But the psychic attitude must be sustained through all these alternations of night and day. The psychic knows and loves only the Divine and the Divine Mother. It lies in the arms of the Mother, and whatever is its destiny, it is the Mother who fulfils it. The Mother carries it to its ultimate perfection and manifests the Divine through it in the material world. She is the sole redeemer and the supreme Force of transformation. Sri Aurobindo says "The Mother is the consciousness and force of the Divine—or, it may be said, She is the Divine in its consciousness— force. The Ishwara as Lord of the Cosmos does come out of the Mother who takes her place beside him as the Cosmic Shakti—The cosmic Ishwara is one aspect of the Divine".


He says again "Her embodiment is a chance for the consciousness to receive the Supramental into it and to undergo first the transformation necessary for that to be possible........."


Sri Aurobindo once wrote to a disciple that it was no use surrendering to Him and not surrendering to the Mother. It is the Mother who is doing the sadhana in us, and none can be supramentalised, none can unite dynamically with the Supreme Divine except by Her Grace.

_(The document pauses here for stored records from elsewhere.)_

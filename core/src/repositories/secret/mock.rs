//! Mock implementation of SecretStore for testing

use async_trait::async_trait;
use chrono::{DateTime, Utc};
use std::collections::HashMap;
use std::sync::atomic::{AtomicBool, AtomicUsize, Ordering};
use std::sync::Arc;
use tokio::sync::RwLock;

use crate::domain::entities::secret::Secret;
use crate::errors::{OtpError, OtpResult};

use super::trait_::SecretStore;

/// Mock secret store recording writes and able to simulate backend failures
pub struct MockSecretStore {
    secrets: Arc<RwLock<HashMap<String, Secret>>>,
    last_send: Arc<RwLock<HashMap<String, DateTime<Utc>>>>,
    secret_writes: AtomicUsize,
    should_fail: AtomicBool,
}

impl MockSecretStore {
    /// Create a new mock store
    pub fn new() -> Self {
        Self {
            secrets: Arc::new(RwLock::new(HashMap::new())),
            last_send: Arc::new(RwLock::new(HashMap::new())),
            secret_writes: AtomicUsize::new(0),
            should_fail: AtomicBool::new(false),
        }
    }

    /// Make every subsequent operation fail
    pub fn set_should_fail(&self, fail: bool) {
        self.should_fail.store(fail, Ordering::SeqCst);
    }

    /// Number of `save_secret` calls so far
    pub fn secret_writes(&self) -> usize {
        self.secret_writes.load(Ordering::SeqCst)
    }

    /// Seed a last-send timestamp directly
    pub async fn seed_last_send(&self, identity: &str, timestamp: DateTime<Utc>) {
        self.last_send
            .write()
            .await
            .insert(identity.to_string(), timestamp);
    }

    fn check(&self) -> OtpResult<()> {
        if self.should_fail.load(Ordering::SeqCst) {
            return Err(OtpError::Storage {
                message: "Mock store failure".to_string(),
            });
        }
        Ok(())
    }
}

impl Default for MockSecretStore {
    fn default() -> Self {
        Self::new()
    }
}

#[async_trait]
impl SecretStore for MockSecretStore {
    async fn get_secret(&self, identity: &str) -> OtpResult<Option<Secret>> {
        self.check()?;
        Ok(self.secrets.read().await.get(identity).cloned())
    }

    async fn save_secret(&self, identity: &str, secret: Secret) -> OtpResult<()> {
        self.check()?;
        self.secret_writes.fetch_add(1, Ordering::SeqCst);
        self.secrets
            .write()
            .await
            .insert(identity.to_string(), secret);
        Ok(())
    }

    async fn get_last_send(&self, identity: &str) -> OtpResult<Option<DateTime<Utc>>> {
        self.check()?;
        Ok(self.last_send.read().await.get(identity).copied())
    }

    async fn save_last_send(&self, identity: &str, timestamp: DateTime<Utc>) -> OtpResult<()> {
        self.check()?;
        self.last_send
            .write()
            .await
            .insert(identity.to_string(), timestamp);
        Ok(())
    }
}
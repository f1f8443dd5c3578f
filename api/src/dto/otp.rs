use serde::{Deserialize, Serialize};
use validator::Validate;

#[derive(Debug, Clone, Serialize, Deserialize, Validate)]
pub struct SendRequest {
    /// Phone number in E.164 format, e.g. "+79991234567"
    #[validate(length(min = 3, max = 16))]
    pub phone: String,
}

#[derive(Debug, Clone, Serialize, Deserialize, Validate)]
pub struct VerifyRequest {
    /// Phone number the code was sent to
    #[validate(length(min = 1, max = 16))]
    pub phone: String,

    /// Code as received by the user
    #[validate(length(min = 1, max = 16))]
    pub code: String,
}

#[derive(Debug, Clone, Serialize, Deserialize)]
pub struct SendResponse {
    pub message: String,
    pub resend_after: u64, // seconds until can resend
}

#[derive(Debug, Clone, Serialize, Deserialize)]
pub struct VerifyResponse {
    pub valid: bool,
    pub message: String,
}
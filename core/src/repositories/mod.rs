//! Repository interfaces for per-identity state.

pub mod secret;

pub use secret::SecretStore;

#[cfg(test)]
pub use secret::MockSecretStore;
pub mod error;

pub use error::{bad_request, internal_error_response, otp_error_response, validation_error_response};
//! Environment configuration module

use serde::{Deserialize, Serialize};

use super::lookup_string;

/// Application environment
#[derive(Debug, Clone, Copy, PartialEq, Eq, Deserialize, Serialize, Default)]
#[serde(rename_all = "lowercase")]
pub enum Environment {
    /// Development environment
    #[default]
    Development,
    /// Staging/test environment
    Staging,
    /// Production environment
    Production,
}

impl Environment {
    /// Check if running in production
    pub fn is_production(&self) -> bool {
        matches!(self, Environment::Production)
    }

    /// Get environment from the `ENVIRONMENT` (or `ENV`) variable
    pub fn from_lookup(lookup: &dyn Fn(&str) -> Option<String>) -> Self {
        lookup_string(lookup, "ENVIRONMENT")
            .or_else(|| lookup_string(lookup, "ENV"))
            .and_then(|v| v.parse().ok())
            .unwrap_or_default()
    }
}

impl std::fmt::Display for Environment {
    fn fmt(&self, f: &mut std::fmt::Formatter<'_>) -> std::fmt::Result {
        match self {
            Environment::Development => write!(f, "development"),
            Environment::Staging => write!(f, "staging"),
            Environment::Production => write!(f, "production"),
        }
    }
}

impl std::str::FromStr for Environment {
    type Err = String;

    fn from_str(s: &str) -> Result<Self, Self::Err> {
        match s.to_lowercase().as_str() {
            "development" | "dev" => Ok(Environment::Development),
            "staging" | "stage" | "test" => Ok(Environment::Staging),
            "production" | "prod" => Ok(Environment::Production),
            _ => Err(format!("Invalid environment: {}", s)),
        }
    }
}

/// Logging configuration
#[derive(Debug, Clone, Deserialize, Serialize)]
pub struct LoggingConfig {
    /// Log level (trace, debug, info, warn, error)
    pub level: String,

    /// Log format (json, pretty, compact)
    pub format: LogFormat,
}

impl Default for LoggingConfig {
    fn default() -> Self {
        Self {
            level: String::from("info"),
            format: LogFormat::Pretty,
        }
    }
}

impl LoggingConfig {
    /// Create logging config for environment
    pub fn for_environment(env: Environment) -> Self {
        match env {
            Environment::Development => Self {
                level: String::from("debug"),
                format: LogFormat::Pretty,
            },
            Environment::Staging => Self {
                level: String::from("info"),
                format: LogFormat::Json,
            },
            Environment::Production => Self {
                level: String::from("info"),
                format: LogFormat::Json,
            },
        }
    }

    /// Environment defaults overridden by `LOG_LEVEL` and `LOG_FORMAT`
    pub fn from_lookup(lookup: &dyn Fn(&str) -> Option<String>, env: Environment) -> Self {
        let mut config = Self::for_environment(env);
        if let Some(level) = lookup_string(lookup, "LOG_LEVEL") {
            config.level = level.to_lowercase();
        }
        if let Some(format) = lookup_string(lookup, "LOG_FORMAT").and_then(|v| v.parse().ok()) {
            config.format = format;
        }
        config
    }
}

/// Log format enumeration
#[derive(Debug, Clone, Copy, PartialEq, Eq, Deserialize, Serialize)]
#[serde(rename_all = "lowercase")]
pub enum LogFormat {
    Json,
    Pretty,
    Compact,
}

impl std::str::FromStr for LogFormat {
    type Err = String;

    fn from_str(s: &str) -> Result<Self, Self::Err> {
        match s.to_lowercase().as_str() {
            "json" => Ok(LogFormat::Json),
            "pretty" => Ok(LogFormat::Pretty),
            "compact" => Ok(LogFormat::Compact),
            _ => Err(format!("Invalid log format: {}", s)),
        }
    }
}

#[cfg(test)]
mod tests {
    use super::*;
    use crate::config::test_support::lookup_from;

    #[test]
    fn test_environment_parsing() {
        assert_eq!("prod".parse::<Environment>(), Ok(Environment::Production));
        assert_eq!("Staging".parse::<Environment>(), Ok(Environment::Staging));
        assert!("qa".parse::<Environment>().is_err());
    }

    #[test]
    fn test_environment_from_lookup() {
        let lookup = lookup_from(&[("ENV", "production")]);
        assert_eq!(Environment::from_lookup(&lookup), Environment::Production);

        let lookup = lookup_from(&[("ENVIRONMENT", "nonsense")]);
        assert_eq!(Environment::from_lookup(&lookup), Environment::Development);
    }

    #[test]
    fn test_logging_overrides() {
        let lookup = lookup_from(&[("LOG_LEVEL", "WARN"), ("LOG_FORMAT", "compact")]);
        let config = LoggingConfig::from_lookup(&lookup, Environment::Production);

        assert_eq!(config.level, "warn");
        assert_eq!(config.format, LogFormat::Compact);
    }
}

I have seen several cases of sadhakas turning their backs upon the Mother and leaving the Ashram. Their love and devotion for Sri Aurobindo were sincere no doubt, but sincere with a fatal reservation. They professed to adore Sri Aurobindo, but disregarded his fundamental teachings in practice. It is like worshipping the sun and turning one's back upon its life-giving light. Such cases are tragic, indeed.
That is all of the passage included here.